Era por volta de sete horas da noite
quando gritou no portão a voz matuta e comovente do amigo Jorjão, corri em
disparada para recebê-lo, de um salto grudei no seu pescoço...Carma seu menino,
gritou ele, tudo batuta. Fazendo cócegas na minha barriga, em um abraço
caloroso....
Tudo batuta, era um termo usado para
perguntar se estava tudo bem, termo que a muito não ouvia e que em uma viagem
que fiz a Chapada Gaucha ano passado, um senhor negro de porte baixo me recebeu
em sua casa, com o mesmo termo, aquilo me fez retornar ao passado e tirar
lagrimas dos meus olhos, sou um saudosista sentimental com uma imensa
dificuldade de lidar com o tempo.
Sua visita era pra combinar com meu
padrasto a primeira caçada de curso daquele ano, a velha mesa de madeira estava
ajeitada, ali eles se sentaram e danaram a prosear, sobre o rumo da caçada que
iriam realizar pro lado de Minas Gerais, local de solo arenoso onde o rastro
era notório e fácil de seguir, combinavam a hora de saída, traia a levar, quem
era o responsável pelo rancho, local onde iam ficar, etc e tal, meus olhos
brilharam e minha mente tentou participar de tudo aquilo..
Corri para cozinha e ajeitei um
picadinho frito de pernil de mateiro, para acompanhar a cerveja gelada que eles
tomavam.
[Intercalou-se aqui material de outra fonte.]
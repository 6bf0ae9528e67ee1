// passfix-explain: Show how each password's edit count is reached.
//
// Reads passwords from stdin (one per line) and prints the length, class and
// run deficiencies together with the merged edit count. With --json, prints
// one JSON object per line instead.
//
// Usage:
//   passfix-explain [--min-length N] [--max-length N] [--json]
//
// Options:
//   --min-length N   Minimum password length (default 6, env PASSFIX_MIN_LENGTH)
//   --max-length N   Maximum password length (default 20, env PASSFIX_MAX_LENGTH)
//   --json           Print JSON lines
//   -h, --help       Print help

use std::io::{self, Write};

use passfix_check::Assessment;

fn write_text<W: Write>(out: &mut W, password: &str, a: &Assessment) -> io::Result<()> {
    writeln!(out, "{password:?}")?;
    writeln!(
        out,
        "  length:    {} chars (allowed {}..={}), +{} / -{}",
        a.char_count,
        a.policy.min_len(),
        a.policy.max_len(),
        a.signals.length.inserts,
        a.signals.length.deletes
    )?;

    let missing: Vec<&str> = a.missing_classes.iter().map(|c| c.label()).collect();
    if missing.is_empty() {
        writeln!(out, "  classes:   complete")?;
    } else {
        writeln!(out, "  classes:   missing {}", missing.join(", "))?;
    }

    if a.offending_runs.is_empty() {
        writeln!(out, "  runs:      none")?;
    } else {
        for run in &a.offending_runs {
            writeln!(
                out,
                "  runs:      {:?} x{} at {} ({} replacements)",
                run.ch,
                run.len,
                run.start,
                run.replacements()
            )?;
        }
    }

    let c = &a.combination;
    writeln!(
        out,
        "  merged:    class/insert {}, non-k runs {}, insert side {}, delete side {}",
        c.class_or_insert, c.non_k_replacements, c.insert_side, c.delete_merged
    )?;
    writeln!(out, "  edits:     {}", a.edits)
}

fn main() {
    let args: Vec<String> = std::env::args().skip(1).collect();

    if passfix_cli::wants_help(&args) {
        println!("passfix-explain: Show how each password's edit count is reached.");
        println!();
        println!("Usage: passfix-explain [--min-length N] [--max-length N] [--json]");
        println!();
        println!("Reads passwords from stdin (one per line).");
        println!();
        println!("Options:");
        println!("  --min-length N   Minimum password length (default 6, env PASSFIX_MIN_LENGTH)");
        println!("  --max-length N   Maximum password length (default 20, env PASSFIX_MAX_LENGTH)");
        println!("  --json           Print one JSON object per line");
        println!("  -h, --help       Print this help");
        return;
    }

    passfix_cli::init_logging();

    let (checker, args) =
        passfix_cli::parse_checker(&args).unwrap_or_else(|e| passfix_cli::fatal(&e));
    passfix_cli::reject_unknown(&args, &["--json"]).unwrap_or_else(|e| passfix_cli::fatal(&e));
    let json = args.iter().any(|a| a == "--json");

    let stdout = io::stdout();
    let mut out = io::BufWriter::new(stdout.lock());

    let result = passfix_cli::process_passwords(io::stdin().lock(), &mut out, |out, password| {
        let assessment = checker.assess(password);
        if json {
            serde_json::to_writer(&mut *out, &assessment).map_err(io::Error::other)?;
            writeln!(out)
        } else {
            write_text(out, password, &assessment)
        }
    });
    if let Err(e) = result {
        passfix_cli::fatal(&e);
    }
}
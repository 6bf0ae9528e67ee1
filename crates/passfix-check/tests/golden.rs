//! Golden tests: known passwords with their expected edit counts.
//!
//! Cases live in `tests/golden/cases.json`. Each case has a `password`, an
//! optional `policy` (defaults to 6..=20) and the expected `edits`.

use std::path::PathBuf;

use passfix_check::{LengthPolicy, PasswordChecker};
use serde::Deserialize;

#[derive(Debug, Deserialize)]
struct GoldenCase {
    description: String,
    password: String,
    #[serde(default)]
    policy: LengthPolicy,
    edits: usize,
}

fn load_cases() -> Vec<GoldenCase> {
    let path = PathBuf::from(env!("CARGO_MANIFEST_DIR")).join("tests/golden/cases.json");
    let contents = std::fs::read_to_string(&path)
        .unwrap_or_else(|e| panic!("failed to read golden file {}: {}", path.display(), e));
    serde_json::from_str(&contents)
        .unwrap_or_else(|e| panic!("failed to parse golden file {}: {}", path.display(), e))
}

#[test]
fn golden_edit_counts() {
    let cases = load_cases();
    assert!(!cases.is_empty(), "golden file has no cases");

    let mut failures = Vec::new();
    for case in &cases {
        let checker = PasswordChecker::new(case.policy);
        let got = checker.evaluate(&case.password);
        if got != case.edits {
            failures.push(format!(
                "{} ({:?}): expected {}, got {}",
                case.description, case.password, case.edits, got
            ));
        }
    }

    assert!(
        failures.is_empty(),
        "{} of {} golden cases failed:\n{}",
        failures.len(),
        cases.len(),
        failures.join("\n")
    );
}

#[test]
fn golden_assessments_agree() {
    for case in load_cases() {
        let checker = PasswordChecker::new(case.policy);
        let assessment = checker.assess(&case.password);
        assert_eq!(assessment.edits, case.edits, "{}", case.description);
        assert_eq!(
            assessment.is_strong(),
            checker.is_strong(&case.password),
            "{}",
            case.description
        );
    }
}
// Character classification for password composition rules
//
// Only ASCII letters and digits count toward the required classes. Every
// other character (punctuation, whitespace, non-ASCII letters) is valid
// input but belongs to none of them.

use serde::{Deserialize, Serialize};

// ---------------------------------------------------------------------------
// Character class classification
// ---------------------------------------------------------------------------

/// Character class of a single password character.
#[derive(Debug, Clone, Copy, PartialEq, Eq, Hash, Serialize, Deserialize)]
#[serde(rename_all = "lowercase")]
pub enum CharClass {
    /// ASCII `a`-`z`.
    Lowercase,
    /// ASCII `A`-`Z`.
    Uppercase,
    /// ASCII `0`-`9`.
    Digit,
    /// Anything else.
    Other,
}

/// The classes a strong password must contain at least once, in reporting order.
pub const REQUIRED_CLASSES: [CharClass; 3] =
    [CharClass::Lowercase, CharClass::Uppercase, CharClass::Digit];

impl CharClass {
    /// Whether this class is one of [`REQUIRED_CLASSES`].
    pub fn is_required(self) -> bool {
        self != CharClass::Other
    }

    /// Short human-readable name, used by the CLI output.
    pub fn label(self) -> &'static str {
        match self {
            CharClass::Lowercase => "lowercase",
            CharClass::Uppercase => "uppercase",
            CharClass::Digit => "digit",
            CharClass::Other => "other",
        }
    }
}

/// Returns the character class for a given character.
///
/// Total over `char`: anything that is not an ASCII letter or digit is
/// [`CharClass::Other`].
pub fn get_char_class(c: char) -> CharClass {
    if c.is_ascii_lowercase() {
        return CharClass::Lowercase;
    }
    if c.is_ascii_uppercase() {
        return CharClass::Uppercase;
    }
    if c.is_ascii_digit() {
        return CharClass::Digit;
    }
    CharClass::Other
}

/// Check whether a character is an ASCII lowercase letter.
pub fn is_lower(c: char) -> bool {
    c.is_ascii_lowercase()
}

/// Check whether a character is an ASCII uppercase letter.
pub fn is_upper(c: char) -> bool {
    c.is_ascii_uppercase()
}

/// Check whether a character is an ASCII digit.
pub fn is_digit(c: char) -> bool {
    c.is_ascii_digit()
}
Naquela época eu ainda tava tomando Bidú, um refrigerante de uva, que
vinha em uma garrafa pequena e gorda, com o picadinho pronto ajeitei um prato
com farinha e levei a mesa, jorjão bateu um pedaço na boca e logo conheceu o
sabor.... Hummmmmmmmmmm, seu menino, mateiro, eita trem bom...
Comeu mais uns dois pedaços e
falou....
Homi temo que levar esse menino pro
mato, ele já ta um mulecão, e oia o picadinho que ele ajeita, vamo levar ele,
afinal já sabe lumia, (cilibrim era coisa abominada por ele, gostava de campiar
de dia, ter oprazer de negaciar, e dar a chance de fuga a caça) já espera desde
os 8 anos, agora falta aprender a caçar no curso, a mio de todas...
Já sabia do que se tratava o termo
caçada de curso, porque vivia atento não só as histórias, mas também as
conversas, apesar de que naquele tempo escutar conversa de adulto era trem
muito mal visto, adorava ficar de orelha em pé pescando o que tava
acontecendo.
Ele e meu padrasto conversaram até
tarde e traçaram o dia e a hora da saída, e o meu destino também, eu estava
incluso na empreita, e sabia que durante duas semanas não conseguiria dormir,
ansioso com a viagem.
No dia seguinte já tava com bolsa
pronta, e foi me passado a responsabilidade de ajeitar a traia de cozinha,
barraca, e demais itens pro acampamento, passei o dia com lápis e papel fazendo
a lista, mesmo com 12 anos tinha responsabilidade de adulto e como o que mais
eu amava era estar na lida da caça, fazia mais que o impossível para não deixar
furos, começando pela escola que levava a sério e não faltava a não ser em
casos de extrema necessidade como esse....kkkk
Os dias se passaram e enfim estávamos
dentro da veraneio seguindo rumo a Minas Gerais, já tinha dias que eu não
conseguia dormir e nem acreditava que estava ali, rumo a tão esperada e
almejada caçada de curso, cada mata e beira de rio que meus olhos viam
imaginava o que estaria ali dentro, quantos bichos, o que andaria nas noites
sem lua trilhando as brechas da mata, coisa que faço até hoje, na beira dos
meus 44 anos.
Chegamos a Buritis de Minas, e pegamos
uma estrada de terra batida que parecia não ter mais fim, em meio a campinas,
ora cerrado ralo, ora cerradão bruto, ora passando por mata alta, córregos e
pontes de madeira, e a estrada foi afinando cada vez mais, até virar
praticamente um trieiro, e aja perna pra abrir porteira, perdi a conta de
quantas foram, inté que chegamos em uma velha cancela de madeira, toda
amarrada, de corda, parecendo que o morador não queria ser incomodado, paramos
tomamos um café, Jorjão ajeitou um cigarro de palha, com a alegria de sempre,
sorrindo feito menino novo dizia...
Mas tem bode aqui seu menino, mas tem
de dar de pau, cê vai ver que trem ajeitado.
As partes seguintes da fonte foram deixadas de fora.